◆ **Stored data entries**:
'''

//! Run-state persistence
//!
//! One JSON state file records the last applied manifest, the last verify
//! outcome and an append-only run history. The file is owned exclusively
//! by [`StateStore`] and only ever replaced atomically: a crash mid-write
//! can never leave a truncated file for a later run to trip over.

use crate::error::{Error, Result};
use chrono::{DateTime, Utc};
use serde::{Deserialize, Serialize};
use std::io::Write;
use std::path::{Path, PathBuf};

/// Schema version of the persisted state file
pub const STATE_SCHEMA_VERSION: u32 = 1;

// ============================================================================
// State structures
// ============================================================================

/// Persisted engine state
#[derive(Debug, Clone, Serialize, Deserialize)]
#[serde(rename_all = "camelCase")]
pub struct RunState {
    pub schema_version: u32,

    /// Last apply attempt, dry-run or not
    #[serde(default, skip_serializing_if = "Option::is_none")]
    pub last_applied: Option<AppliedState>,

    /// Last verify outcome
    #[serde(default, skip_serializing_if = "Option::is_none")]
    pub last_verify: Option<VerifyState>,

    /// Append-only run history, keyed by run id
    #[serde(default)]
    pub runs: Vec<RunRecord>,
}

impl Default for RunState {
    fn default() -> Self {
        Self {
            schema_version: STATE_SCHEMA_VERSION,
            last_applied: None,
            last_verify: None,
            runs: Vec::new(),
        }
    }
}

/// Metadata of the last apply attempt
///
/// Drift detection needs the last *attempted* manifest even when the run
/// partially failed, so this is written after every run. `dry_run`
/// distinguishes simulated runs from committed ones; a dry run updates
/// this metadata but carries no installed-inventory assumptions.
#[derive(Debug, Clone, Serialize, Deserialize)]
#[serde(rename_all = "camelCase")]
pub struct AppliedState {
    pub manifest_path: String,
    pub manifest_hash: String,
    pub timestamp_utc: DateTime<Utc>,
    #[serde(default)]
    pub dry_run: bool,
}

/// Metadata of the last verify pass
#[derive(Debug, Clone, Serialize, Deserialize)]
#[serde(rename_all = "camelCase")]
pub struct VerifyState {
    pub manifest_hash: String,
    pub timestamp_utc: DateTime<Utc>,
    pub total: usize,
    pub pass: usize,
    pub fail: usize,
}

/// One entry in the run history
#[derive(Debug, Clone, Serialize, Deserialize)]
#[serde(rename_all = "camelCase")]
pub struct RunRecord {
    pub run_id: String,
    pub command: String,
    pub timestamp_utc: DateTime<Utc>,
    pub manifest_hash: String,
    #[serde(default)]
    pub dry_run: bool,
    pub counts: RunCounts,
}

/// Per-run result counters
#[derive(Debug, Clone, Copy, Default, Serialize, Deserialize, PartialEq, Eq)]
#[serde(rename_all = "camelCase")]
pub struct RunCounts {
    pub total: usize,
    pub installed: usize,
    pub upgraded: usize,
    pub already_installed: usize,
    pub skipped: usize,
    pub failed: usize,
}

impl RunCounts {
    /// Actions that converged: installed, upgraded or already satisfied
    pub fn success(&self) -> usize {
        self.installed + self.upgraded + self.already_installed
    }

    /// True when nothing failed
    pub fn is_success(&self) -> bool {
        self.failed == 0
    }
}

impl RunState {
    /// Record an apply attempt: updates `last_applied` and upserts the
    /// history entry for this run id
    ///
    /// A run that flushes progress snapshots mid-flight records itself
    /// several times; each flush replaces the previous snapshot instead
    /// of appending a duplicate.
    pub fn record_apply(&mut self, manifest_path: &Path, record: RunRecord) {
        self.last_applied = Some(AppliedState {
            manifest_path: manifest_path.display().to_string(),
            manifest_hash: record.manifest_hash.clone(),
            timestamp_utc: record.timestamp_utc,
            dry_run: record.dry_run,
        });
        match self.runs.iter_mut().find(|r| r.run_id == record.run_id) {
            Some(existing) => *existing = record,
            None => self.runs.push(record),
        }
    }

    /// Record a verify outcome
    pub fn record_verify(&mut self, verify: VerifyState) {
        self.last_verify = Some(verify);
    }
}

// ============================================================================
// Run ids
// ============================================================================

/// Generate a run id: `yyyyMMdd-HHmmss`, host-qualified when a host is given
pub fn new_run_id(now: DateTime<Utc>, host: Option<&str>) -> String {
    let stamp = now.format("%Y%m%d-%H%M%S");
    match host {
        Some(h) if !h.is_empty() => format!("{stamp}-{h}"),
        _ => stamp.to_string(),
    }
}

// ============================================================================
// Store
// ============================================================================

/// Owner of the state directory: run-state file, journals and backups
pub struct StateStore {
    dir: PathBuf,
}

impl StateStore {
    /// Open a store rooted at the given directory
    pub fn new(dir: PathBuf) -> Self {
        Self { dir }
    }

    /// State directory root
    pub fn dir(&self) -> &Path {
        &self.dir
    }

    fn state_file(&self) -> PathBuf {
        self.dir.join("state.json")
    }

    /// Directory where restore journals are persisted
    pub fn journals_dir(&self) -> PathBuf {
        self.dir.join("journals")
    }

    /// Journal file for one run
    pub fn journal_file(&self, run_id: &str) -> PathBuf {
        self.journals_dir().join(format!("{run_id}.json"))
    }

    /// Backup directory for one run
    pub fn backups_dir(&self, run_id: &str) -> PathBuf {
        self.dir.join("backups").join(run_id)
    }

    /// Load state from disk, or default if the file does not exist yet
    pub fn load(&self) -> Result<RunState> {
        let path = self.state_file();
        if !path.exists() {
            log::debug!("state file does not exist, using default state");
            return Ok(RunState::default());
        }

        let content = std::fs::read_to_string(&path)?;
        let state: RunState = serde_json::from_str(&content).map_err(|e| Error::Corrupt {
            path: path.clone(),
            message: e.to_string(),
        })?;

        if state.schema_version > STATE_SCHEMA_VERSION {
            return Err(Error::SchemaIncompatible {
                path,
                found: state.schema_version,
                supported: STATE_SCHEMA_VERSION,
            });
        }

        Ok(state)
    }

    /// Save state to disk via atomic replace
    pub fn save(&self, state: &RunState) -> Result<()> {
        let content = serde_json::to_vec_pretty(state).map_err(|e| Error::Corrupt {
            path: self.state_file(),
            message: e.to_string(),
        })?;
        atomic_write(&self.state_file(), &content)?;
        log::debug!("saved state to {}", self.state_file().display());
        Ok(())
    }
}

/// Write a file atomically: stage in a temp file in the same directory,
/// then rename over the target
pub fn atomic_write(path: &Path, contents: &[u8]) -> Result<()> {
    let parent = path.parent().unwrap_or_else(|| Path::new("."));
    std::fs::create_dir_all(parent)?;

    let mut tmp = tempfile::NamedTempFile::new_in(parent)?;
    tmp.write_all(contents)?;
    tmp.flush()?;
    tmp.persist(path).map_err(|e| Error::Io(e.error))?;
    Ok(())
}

'''
'''

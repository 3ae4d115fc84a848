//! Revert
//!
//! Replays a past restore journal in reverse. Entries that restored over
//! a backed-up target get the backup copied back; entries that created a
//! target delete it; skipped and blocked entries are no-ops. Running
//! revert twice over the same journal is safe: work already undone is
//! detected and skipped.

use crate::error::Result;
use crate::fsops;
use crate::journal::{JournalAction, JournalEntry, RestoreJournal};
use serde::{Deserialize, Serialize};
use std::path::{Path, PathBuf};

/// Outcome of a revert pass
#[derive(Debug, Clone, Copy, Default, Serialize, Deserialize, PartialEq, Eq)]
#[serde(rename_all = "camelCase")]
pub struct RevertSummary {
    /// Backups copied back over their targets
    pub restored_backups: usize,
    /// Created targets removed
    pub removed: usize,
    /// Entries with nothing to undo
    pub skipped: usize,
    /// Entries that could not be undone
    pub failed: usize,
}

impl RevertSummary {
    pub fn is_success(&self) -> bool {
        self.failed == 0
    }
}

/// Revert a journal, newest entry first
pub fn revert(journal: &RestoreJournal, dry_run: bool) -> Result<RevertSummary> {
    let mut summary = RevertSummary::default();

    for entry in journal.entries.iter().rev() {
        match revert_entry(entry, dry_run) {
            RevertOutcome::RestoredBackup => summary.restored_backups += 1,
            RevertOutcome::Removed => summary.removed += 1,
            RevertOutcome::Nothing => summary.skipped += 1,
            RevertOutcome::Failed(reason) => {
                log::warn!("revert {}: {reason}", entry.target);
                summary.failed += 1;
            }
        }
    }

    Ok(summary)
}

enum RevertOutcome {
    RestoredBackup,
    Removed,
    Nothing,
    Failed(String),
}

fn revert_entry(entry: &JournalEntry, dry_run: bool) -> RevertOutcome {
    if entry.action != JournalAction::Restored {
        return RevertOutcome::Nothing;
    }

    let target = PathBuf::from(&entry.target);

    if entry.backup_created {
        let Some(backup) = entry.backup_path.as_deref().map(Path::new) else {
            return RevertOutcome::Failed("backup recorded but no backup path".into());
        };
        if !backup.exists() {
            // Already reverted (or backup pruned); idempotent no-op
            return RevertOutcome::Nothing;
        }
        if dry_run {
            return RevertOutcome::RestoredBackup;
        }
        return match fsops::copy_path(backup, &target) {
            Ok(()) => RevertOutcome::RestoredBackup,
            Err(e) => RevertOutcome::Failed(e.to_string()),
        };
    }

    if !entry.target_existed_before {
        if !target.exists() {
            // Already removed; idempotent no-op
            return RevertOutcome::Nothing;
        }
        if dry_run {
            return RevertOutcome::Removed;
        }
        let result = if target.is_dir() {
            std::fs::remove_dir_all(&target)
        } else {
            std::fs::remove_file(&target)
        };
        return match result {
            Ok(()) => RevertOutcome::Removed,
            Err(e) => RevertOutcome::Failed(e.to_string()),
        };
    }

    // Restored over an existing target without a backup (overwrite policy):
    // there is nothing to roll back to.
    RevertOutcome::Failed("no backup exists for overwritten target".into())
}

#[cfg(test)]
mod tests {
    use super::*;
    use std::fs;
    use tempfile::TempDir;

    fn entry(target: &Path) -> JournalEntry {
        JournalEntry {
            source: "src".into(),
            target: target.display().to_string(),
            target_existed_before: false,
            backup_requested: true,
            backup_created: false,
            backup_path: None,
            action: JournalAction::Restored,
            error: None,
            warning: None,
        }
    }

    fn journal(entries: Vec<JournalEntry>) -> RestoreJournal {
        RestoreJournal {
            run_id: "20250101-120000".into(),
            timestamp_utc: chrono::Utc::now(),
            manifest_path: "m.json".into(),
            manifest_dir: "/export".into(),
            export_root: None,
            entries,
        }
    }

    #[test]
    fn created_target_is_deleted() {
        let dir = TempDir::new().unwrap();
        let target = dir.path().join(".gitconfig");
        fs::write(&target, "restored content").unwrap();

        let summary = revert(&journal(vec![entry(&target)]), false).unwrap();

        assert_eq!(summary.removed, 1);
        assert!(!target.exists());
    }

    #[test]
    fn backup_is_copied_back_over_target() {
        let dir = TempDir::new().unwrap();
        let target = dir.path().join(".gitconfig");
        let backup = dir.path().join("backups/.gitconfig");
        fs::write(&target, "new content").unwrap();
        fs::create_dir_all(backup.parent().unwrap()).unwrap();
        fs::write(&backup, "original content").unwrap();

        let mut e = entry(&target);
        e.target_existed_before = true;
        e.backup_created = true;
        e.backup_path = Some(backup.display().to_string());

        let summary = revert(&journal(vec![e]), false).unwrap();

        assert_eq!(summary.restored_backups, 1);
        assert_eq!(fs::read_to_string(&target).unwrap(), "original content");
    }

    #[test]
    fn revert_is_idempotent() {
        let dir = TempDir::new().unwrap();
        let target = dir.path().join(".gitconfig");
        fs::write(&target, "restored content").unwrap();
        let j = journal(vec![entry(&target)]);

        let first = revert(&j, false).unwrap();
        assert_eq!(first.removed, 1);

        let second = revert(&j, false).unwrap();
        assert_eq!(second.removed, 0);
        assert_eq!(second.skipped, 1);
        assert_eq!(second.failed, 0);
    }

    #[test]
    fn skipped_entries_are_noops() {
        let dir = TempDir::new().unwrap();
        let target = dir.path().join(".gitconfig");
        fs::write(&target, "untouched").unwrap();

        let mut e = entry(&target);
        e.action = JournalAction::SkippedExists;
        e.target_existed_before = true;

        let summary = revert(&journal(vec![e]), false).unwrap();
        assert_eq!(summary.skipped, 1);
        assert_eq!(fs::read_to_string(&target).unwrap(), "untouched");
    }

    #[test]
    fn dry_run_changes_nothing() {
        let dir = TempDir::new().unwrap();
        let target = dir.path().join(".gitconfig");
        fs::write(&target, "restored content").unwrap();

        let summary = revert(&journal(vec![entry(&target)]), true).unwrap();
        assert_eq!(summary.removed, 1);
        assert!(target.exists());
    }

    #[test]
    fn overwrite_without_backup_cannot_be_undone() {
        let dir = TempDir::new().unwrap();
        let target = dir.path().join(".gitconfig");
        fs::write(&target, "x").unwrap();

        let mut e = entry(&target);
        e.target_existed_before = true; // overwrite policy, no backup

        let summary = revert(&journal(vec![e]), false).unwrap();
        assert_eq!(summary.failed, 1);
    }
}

'''
'''

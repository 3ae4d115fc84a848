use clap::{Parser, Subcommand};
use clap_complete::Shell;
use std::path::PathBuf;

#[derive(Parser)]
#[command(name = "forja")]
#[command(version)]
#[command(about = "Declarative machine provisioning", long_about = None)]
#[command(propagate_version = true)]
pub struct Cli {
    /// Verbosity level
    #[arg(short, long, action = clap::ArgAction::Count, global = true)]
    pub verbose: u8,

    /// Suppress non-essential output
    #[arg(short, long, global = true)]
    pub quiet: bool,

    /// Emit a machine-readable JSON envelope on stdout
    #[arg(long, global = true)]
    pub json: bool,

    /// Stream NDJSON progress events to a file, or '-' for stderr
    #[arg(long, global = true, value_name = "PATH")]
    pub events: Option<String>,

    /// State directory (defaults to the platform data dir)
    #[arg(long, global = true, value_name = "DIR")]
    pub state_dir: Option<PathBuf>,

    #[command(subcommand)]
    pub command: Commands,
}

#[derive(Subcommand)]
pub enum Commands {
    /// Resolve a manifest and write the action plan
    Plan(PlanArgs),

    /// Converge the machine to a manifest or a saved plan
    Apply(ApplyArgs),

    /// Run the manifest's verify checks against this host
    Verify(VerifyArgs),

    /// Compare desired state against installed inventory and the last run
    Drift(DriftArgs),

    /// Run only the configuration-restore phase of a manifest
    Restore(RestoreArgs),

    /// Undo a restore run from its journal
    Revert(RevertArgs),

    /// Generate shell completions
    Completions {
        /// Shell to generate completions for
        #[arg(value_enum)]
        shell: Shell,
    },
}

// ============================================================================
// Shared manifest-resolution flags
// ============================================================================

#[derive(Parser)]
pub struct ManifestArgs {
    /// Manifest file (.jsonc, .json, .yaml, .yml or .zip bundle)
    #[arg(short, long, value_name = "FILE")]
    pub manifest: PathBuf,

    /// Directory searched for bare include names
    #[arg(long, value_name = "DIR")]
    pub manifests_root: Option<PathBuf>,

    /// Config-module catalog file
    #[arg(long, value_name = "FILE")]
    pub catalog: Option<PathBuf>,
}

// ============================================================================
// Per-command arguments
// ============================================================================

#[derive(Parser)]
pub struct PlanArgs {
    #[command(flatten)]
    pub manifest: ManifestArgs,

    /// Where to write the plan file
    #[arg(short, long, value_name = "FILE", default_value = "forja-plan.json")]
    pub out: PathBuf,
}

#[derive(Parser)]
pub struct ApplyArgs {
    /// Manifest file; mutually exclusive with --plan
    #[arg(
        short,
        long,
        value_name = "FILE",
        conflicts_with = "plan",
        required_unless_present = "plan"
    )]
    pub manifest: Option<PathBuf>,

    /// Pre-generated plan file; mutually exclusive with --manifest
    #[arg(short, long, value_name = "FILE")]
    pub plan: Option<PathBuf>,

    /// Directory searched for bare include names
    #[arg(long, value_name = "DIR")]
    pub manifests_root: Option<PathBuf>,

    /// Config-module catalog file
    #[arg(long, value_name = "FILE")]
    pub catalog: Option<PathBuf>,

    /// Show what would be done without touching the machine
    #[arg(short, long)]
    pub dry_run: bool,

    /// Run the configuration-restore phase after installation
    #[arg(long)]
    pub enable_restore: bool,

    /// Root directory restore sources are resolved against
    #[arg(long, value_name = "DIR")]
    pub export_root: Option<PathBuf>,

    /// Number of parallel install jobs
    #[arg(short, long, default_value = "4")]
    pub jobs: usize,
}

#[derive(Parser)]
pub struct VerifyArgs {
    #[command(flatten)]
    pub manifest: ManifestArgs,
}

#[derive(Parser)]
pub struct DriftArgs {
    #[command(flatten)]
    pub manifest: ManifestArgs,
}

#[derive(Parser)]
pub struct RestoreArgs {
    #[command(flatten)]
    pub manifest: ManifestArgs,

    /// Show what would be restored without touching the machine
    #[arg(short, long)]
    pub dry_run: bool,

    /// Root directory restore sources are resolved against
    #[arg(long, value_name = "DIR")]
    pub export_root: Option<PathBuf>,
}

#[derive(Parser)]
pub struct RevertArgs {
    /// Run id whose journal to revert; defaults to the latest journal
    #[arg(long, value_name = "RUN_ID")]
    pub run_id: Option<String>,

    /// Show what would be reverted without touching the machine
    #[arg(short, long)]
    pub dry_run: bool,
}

'''

◆ **Task to carry out**: Transcribe the records above exactly, beginning at the line that contains "when the run" and ending with the line that contains "no installed-inventory assumptions.", both included, and nothing else.

◆ **Written solution**:
/// Drift detection needs the last *attempted* manifest even when the run
/// partially failed, so this is written after every run. `dry_run`
/// distinguishes simulated runs from committed ones; a dry run updates
/// this metadata but carries no installed-inventory assumptions.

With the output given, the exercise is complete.